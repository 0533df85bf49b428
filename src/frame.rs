//! Byte-at-a-time decoder for `ANSWER` frames.
//!
//! A frame on the wire is
//!
//! ```text
//! ANSWER <N>\n<N payload bytes>\n
//! ```
//!
//! optionally followed by one bare `\n` before the next frame. The decoder
//! holds no I/O: callers push bytes in with [`FrameDecoder::feed`] and receive
//! each completed payload exactly once.

use bytes::{BufMut, Bytes, BytesMut};
use tracing::trace;

use crate::types::{ProtocolViolation, ANSWER_PREFIX, DEFAULT_MAX_PAYLOAD_LEN, LINE_BREAK};

/// Most payload capacity reserved up front when a header arrives; larger
/// payloads grow the buffer as their bytes are read.
const PAYLOAD_RESERVE_LIMIT: usize = 64 * 1024;

/// Where the decoder is within the current frame.
#[derive(Debug, Clone, Copy, PartialEq, Eq)]
pub enum DecoderState {
    /// Collecting `ANSWER <N>\n`.
    AwaitingHeader,
    /// Collecting payload bytes; `remaining` is always at least one.
    ReadingBody { remaining: usize },
    /// Payload complete, the next byte must be the trailing line break.
    EndMarker,
}

/// Incremental frame decoder.
#[derive(Debug)]
pub struct FrameDecoder {
    state: DecoderState,
    header: BytesMut,
    payload: BytesMut,
    declared: usize,
    max_payload_len: usize,
    after_frame: bool,
}

impl Default for FrameDecoder {
    fn default() -> Self {
        Self::new()
    }
}

impl FrameDecoder {
    pub fn new() -> Self {
        Self::with_max_payload(DEFAULT_MAX_PAYLOAD_LEN)
    }

    /// Create a decoder that rejects frames declaring more than `max_payload_len` bytes.
    pub fn with_max_payload(max_payload_len: usize) -> Self {
        Self {
            state: DecoderState::AwaitingHeader,
            header: BytesMut::with_capacity(32),
            payload: BytesMut::new(),
            declared: 0,
            max_payload_len,
            after_frame: false,
        }
    }

    pub fn state(&self) -> DecoderState {
        self.state
    }

    /// True when no partial frame is buffered.
    pub fn is_idle(&self) -> bool {
        self.state == DecoderState::AwaitingHeader && self.header.is_empty()
    }

    /// Drop any partial frame and return to the initial state.
    pub fn reset(&mut self) {
        self.state = DecoderState::AwaitingHeader;
        self.header.clear();
        self.payload.clear();
        self.declared = 0;
        self.after_frame = false;
    }

    /// Consume one byte.
    ///
    /// Returns `Ok(Some(payload))` when the byte completes a frame with a
    /// non-empty payload. A violation resets the decoder before it is returned.
    pub fn feed(&mut self, byte: u8) -> Result<Option<Bytes>, ProtocolViolation> {
        let result = self.step(byte);
        if result.is_err() {
            self.reset();
        }
        result
    }

    fn step(&mut self, byte: u8) -> Result<Option<Bytes>, ProtocolViolation> {
        match self.state {
            DecoderState::AwaitingHeader => {
                self.read_header(byte)?;
                Ok(None)
            }
            DecoderState::ReadingBody { remaining } => {
                self.payload.put_u8(byte);
                self.state = if remaining == 1 {
                    DecoderState::EndMarker
                } else {
                    DecoderState::ReadingBody {
                        remaining: remaining - 1,
                    }
                };
                Ok(None)
            }
            DecoderState::EndMarker => {
                if byte != LINE_BREAK {
                    return Err(ProtocolViolation::MissingEndMarker(byte));
                }
                self.state = DecoderState::AwaitingHeader;
                self.after_frame = true;
                if self.payload.is_empty() {
                    trace!("skipping empty frame");
                    return Ok(None);
                }
                Ok(Some(self.payload.split().freeze()))
            }
        }
    }

    fn read_header(&mut self, byte: u8) -> Result<(), ProtocolViolation> {
        let position = self.header.len();

        if position == 0 && byte == LINE_BREAK && self.after_frame {
            trace!("skipping blank line between frames");
            self.after_frame = false;
            return Ok(());
        }
        self.after_frame = false;

        if position < ANSWER_PREFIX.len() {
            if byte != ANSWER_PREFIX[position] {
                return Err(ProtocolViolation::HeaderMismatch { position, byte });
            }
            self.header.put_u8(byte);
            return Ok(());
        }

        if byte == LINE_BREAK {
            if position == ANSWER_PREFIX.len() {
                return Err(ProtocolViolation::InvalidLength(String::new()));
            }
            let declared = self.declared;
            trace!(declared, "header complete");
            self.header.clear();
            self.declared = 0;
            self.state = if declared == 0 {
                DecoderState::EndMarker
            } else {
                self.payload.reserve(declared.min(PAYLOAD_RESERVE_LIMIT));
                DecoderState::ReadingBody {
                    remaining: declared,
                }
            };
            return Ok(());
        }

        if !byte.is_ascii_digit() {
            let mut field = String::from_utf8_lossy(&self.header[ANSWER_PREFIX.len()..]).into_owned();
            field.push(char::from(byte));
            return Err(ProtocolViolation::InvalidLength(field));
        }

        let digit = usize::from(byte - b'0');
        self.declared = self
            .declared
            .checked_mul(10)
            .and_then(|v| v.checked_add(digit))
            .filter(|v| *v <= self.max_payload_len)
            .ok_or(ProtocolViolation::PayloadTooLarge {
                declared: self.declared.saturating_mul(10).saturating_add(digit),
                max: self.max_payload_len,
            })?;
        self.header.put_u8(byte);
        Ok(())
    }
}

/// Append the wire form of `payload` to `dst`.
pub fn encode_frame_into(payload: &[u8], dst: &mut BytesMut) {
    let header = format!("ANSWER {}\n", payload.len());
    dst.reserve(header.len() + payload.len() + 1);
    dst.put_slice(header.as_bytes());
    dst.put_slice(payload);
    dst.put_u8(LINE_BREAK);
}

/// Encode `payload` as a single frame.
pub fn encode_frame(payload: &[u8]) -> Bytes {
    let mut dst = BytesMut::new();
    encode_frame_into(payload, &mut dst);
    dst.freeze()
}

■ Task instructions: Copy the lines above exactly. Start with the line containing "blank line between", end with the line containing "if position <", and include both.

■ Solution to the problem:
            trace!("skipping blank line between frames");
            self.after_frame = false;
            return Ok(());
        }
        self.after_frame = false;

        if position < ANSWER_PREFIX.len() {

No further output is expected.